Sunday, 5 August 2007

Moral Schizophrenia and Complicity, by Karin Hilpisch

If there is anything to get things moving concerning speciesism, it is pointing out the bizarre division between animals who are institutionally used as companions and therefore granted a higher value in being kept alive than in being killed, and those whose value is realized in their being transformed into what is considered food as quickly as possible. A division which Gary Francione has defined as moral schizophrenia.
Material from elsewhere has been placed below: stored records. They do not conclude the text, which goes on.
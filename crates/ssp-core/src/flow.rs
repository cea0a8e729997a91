//! Per-arc flow copies and the zero tolerance.

use crate::arc::{Arc, ArcId};
use crate::network::Network;

/// Zero test for flow values. Values `<= eps` count as zero.
#[derive(Debug, Clone, Copy, PartialEq)]
pub struct Tolerance {
    pub eps: f64,
}

impl Default for Tolerance {
    fn default() -> Self {
        Self { eps: 1e-6 }
    }
}

impl Tolerance {
    pub fn new(eps: f64) -> Self {
        Self { eps }
    }

    pub fn is_zero(&self, value: f64) -> bool {
        value <= self.eps
    }

    pub fn is_positive(&self, value: f64) -> bool {
        value > self.eps
    }
}

/// Dense flow values indexed by [`ArcId`].
///
/// Decoders consume a private copy; the solver's output is never touched.
#[derive(Debug, Clone, PartialEq)]
pub struct FlowValues {
    values: Vec<f64>,
}

impl FlowValues {
    /// All-zero flow for `network`.
    pub fn zeros(network: &Network) -> Self {
        Self {
            values: vec![0.0; network.len()],
        }
    }

    /// Flow from values listed in arc order. Missing trailing values are zero.
    pub fn from_values(network: &Network, values: &[f64]) -> Self {
        let mut flow = Self::zeros(network);
        for (slot, &value) in flow.values.iter_mut().zip(values) {
            *slot = value;
        }
        flow
    }

    /// Flow from `(arc, value)` pairs. Returns the first arc absent from
    /// `network` as the error.
    pub fn from_arcs(
        network: &Network,
        pairs: impl IntoIterator<Item = (Arc, f64)>,
    ) -> Result<Self, Arc> {
        let mut flow = Self::zeros(network);
        for (arc, value) in pairs {
            let id = network.find(&arc).ok_or(arc)?;
            flow.add(id, value);
        }
        Ok(flow)
    }

    /// Flow from `(id, value)` pairs. Ids outside the network are ignored.
    pub fn from_ids(network: &Network, pairs: impl IntoIterator<Item = (ArcId, f64)>) -> Self {
        let mut flow = Self::zeros(network);
        for (id, value) in pairs {
            if id.index() < flow.values.len() {
                flow.add(id, value);
            }
        }
        flow
    }

    pub fn get(&self, id: ArcId) -> f64 {
        self.values.get(id.index()).copied().unwrap_or(0.0)
    }

    pub fn add(&mut self, id: ArcId, value: f64) {
        self.values[id.index()] += value;
    }

    pub fn sub(&mut self, id: ArcId, value: f64) {
        self.values[id.index()] -= value;
    }

    pub fn is_positive(&self, id: ArcId, tol: Tolerance) -> bool {
        tol.is_positive(self.get(id))
    }

    pub fn len(&self) -> usize {
        self.values.len()
    }

    pub fn is_empty(&self) -> bool {
        self.values.is_empty()
    }

    pub fn as_slice(&self) -> &[f64] {
        &self.values
    }

    /// `(id, value)` for every arc above tolerance.
    pub fn positive(&self, tol: Tolerance) -> impl Iterator<Item = (ArcId, f64)> + '_ {
        self.values
            .iter()
            .enumerate()
            .filter(move |(_, value)| tol.is_positive(**value))
            .map(|(index, &value)| (ArcId::new(index as u32), value))
    }
}

#[cfg(test)]
mod tests {
    #![allow(clippy::float_cmp)]

    use super::*;
    use crate::arc::ArcNaming;

    fn network() -> Network {
        let mut network = Network::new(10, ArcNaming::Short);
        network.add_arc(Arc::segment(0, 6, 0));
        network.add_arc(Arc::segment(6, 10, 2));
        network
    }

    #[test]
    fn tolerance_boundaries() {
        let tol = Tolerance::default();
        assert!(tol.is_zero(1e-6));
        assert!(tol.is_zero(-0.5));
        assert!(tol.is_positive(2e-6));
    }

    #[test]
    fn from_arcs_accumulates_and_rejects_unknown() {
        let network = network();
        let flow =
            FlowValues::from_arcs(&network, [(Arc::segment(0, 6, 0), 1.0), (Arc::segment(0, 6, 0), 0.5)])
                .unwrap();
        assert_eq!(flow.get(ArcId::new(0)), 1.5);
        assert_eq!(flow.get(ArcId::new(1)), 0.0);

        let missing = Arc::segment(0, 5, 1);
        assert_eq!(FlowValues::from_arcs(&network, [(missing, 1.0)]), Err(missing));
    }

    #[test]
    fn positive_skips_noise() {
        let network = network();
        let flow = FlowValues::from_values(&network, &[1e-9, 2.0]);
        let positive: Vec<_> = flow.positive(Tolerance::default()).collect();
        assert_eq!(positive, vec![(ArcId::new(1), 2.0)]);
        assert!(!flow.is_positive(ArcId::new(0), Tolerance::default()));
    }

    #[test]
    fn mutation_is_local() {
        let network = network();
        let original = FlowValues::from_values(&network, &[1.0, 1.0]);
        let mut copy = original.clone();
        copy.sub(ArcId::new(0), 1.0);
        assert_eq!(original.get(ArcId::new(0)), 1.0);
        assert_eq!(copy.get(ArcId::new(0)), 0.0);
    }
}
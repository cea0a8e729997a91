//! Subscriber setup for the `ssp` binary.
//!
//! `SSP_TRACE` holds an `EnvFilter` directive (default `off`),
//! `SSP_LOG_FORMAT` selects `pretty` or `json`, and `SSP_LOG_FILE` adds a
//! second, ANSI-free sink appended to the given path.

use std::env;
use std::fs::{File, OpenOptions};
use std::io;
use tracing_subscriber::filter::LevelFilter;
use tracing_subscriber::{layer::SubscriberExt, util::SubscriberInitExt, EnvFilter};

type BoxError = Box<dyn std::error::Error>;

fn open_log_file(path: &str) -> Result<File, BoxError> {
    OpenOptions::new()
        .create(true)
        .append(true)
        .open(path)
        .map_err(|err| format!("Failed to open log file: {err}").into())
}

fn map_init_err<E: std::fmt::Display>(err: E) -> BoxError {
    format!("Failed to initialize logging: {err}").into()
}

#[derive(Debug, Clone, Copy, PartialEq, Eq)]
enum LogFormat {
    Pretty,
    Json,
}

fn parse_format(value: &str) -> Result<LogFormat, BoxError> {
    if value.eq_ignore_ascii_case("pretty") {
        Ok(LogFormat::Pretty)
    } else if value.eq_ignore_ascii_case("json") {
        Ok(LogFormat::Json)
    } else {
        Err("Invalid SSP_LOG_FORMAT (expected 'json' or 'pretty')".into())
    }
}

fn build_filter(level: &str) -> Result<EnvFilter, BoxError> {
    if level.eq_ignore_ascii_case("off") {
        Ok(EnvFilter::default().add_directive(LevelFilter::OFF.into()))
    } else {
        EnvFilter::try_new(level).map_err(|err| format!("Invalid log filter: {err}").into())
    }
}

/// Install the global subscriber. Returns `false` if one is already set.
pub fn init() -> Result<bool, BoxError> {
    if tracing::dispatcher::has_been_set() {
        return Ok(false);
    }

    let level = env::var("SSP_TRACE").unwrap_or_else(|_| "off".to_string());
    let filter = build_filter(&level)?;
    let format = parse_format(&env::var("SSP_LOG_FORMAT").unwrap_or_else(|_| "pretty".into()))?;
    let log_file = env::var("SSP_LOG_FILE").ok();

    match format {
        LogFormat::Json => {
            let stderr_layer = tracing_subscriber::fmt::layer()
                .with_writer(io::stderr)
                .json();
            let base = tracing_subscriber::registry()
                .with(filter)
                .with(stderr_layer);
            if let Some(path) = log_file {
                let file_layer = tracing_subscriber::fmt::layer()
                    .with_writer(open_log_file(&path)?)
                    .with_ansi(false)
                    .json();
                base.with(file_layer).try_init().map_err(map_init_err)?;
            } else {
                base.try_init().map_err(map_init_err)?;
            }
        }
        LogFormat::Pretty => {
            let stderr_layer = tracing_subscriber::fmt::layer()
                .with_writer(io::stderr)
                .pretty();
            let base = tracing_subscriber::registry()
                .with(filter)
                .with(stderr_layer);
            if let Some(path) = log_file {
                let file_layer = tracing_subscriber::fmt::layer()
                    .with_writer(open_log_file(&path)?)
                    .with_ansi(false)
                    .pretty();
                base.with(file_layer).try_init().map_err(map_init_err)?;
            } else {
                base.try_init().map_err(map_init_err)?;
            }
        }
    }

    Ok(true)
}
The emotional surplus value that dogs and cats are accorded -- in the Western world -- causes them to be made objects of anitcruelty laws and protected from being used in ways which are regarded as illegitimate and morally reprehensible by the majority of society: dogfighting, for example.

What this form of animal exploitation has in common with bullfighting, hunting, fur-farming, circuses, and zoos, as well as with vivisection, is that it is practiced by relatively small groups in society, and that the number of animals affected amount to a fraction of those exploited by 99 percent of the population who consume meat, dairy, eggs.

Activism on behalf of animals that focuses on any issue other than food derived from animals IN GENERAL -- not on special prducts, supposedly produced more cruelly than others (foie gras, crated veal) -- serves political purposes (see Gary L. Francione. Introduction to Animal Rights, 2000: 163/164) and a collective psychological function that is inherent to speciesism: to give oneself an alibi, an indulgence for participating in the prevailing form of animal exploitation by diverting the attention to not generally accepted forms of it; to ease one's conscience about what is unjustifiable but pervasive by condemning, campaigning against, and banning what is not any more wrong but practiced by relatively few people. The latter stabilizes the former; by doing something "for the animals" -- who are not the subject matter of one’s own interests -- killing others by consuming their bodies and bodily secretions makes oneself feel much less uncomfortable.

Focusing on any issue other than food derived from animals helps to sustain moral schizophrenia -- the pschological basis of speciesism -- instead of challenging it; campaigning against animal fighting (as in the case of Michael Vick) is a meat eater's cause, furthered by vegans who engage in it -- who thereby become accomplices to the slaughterhouse.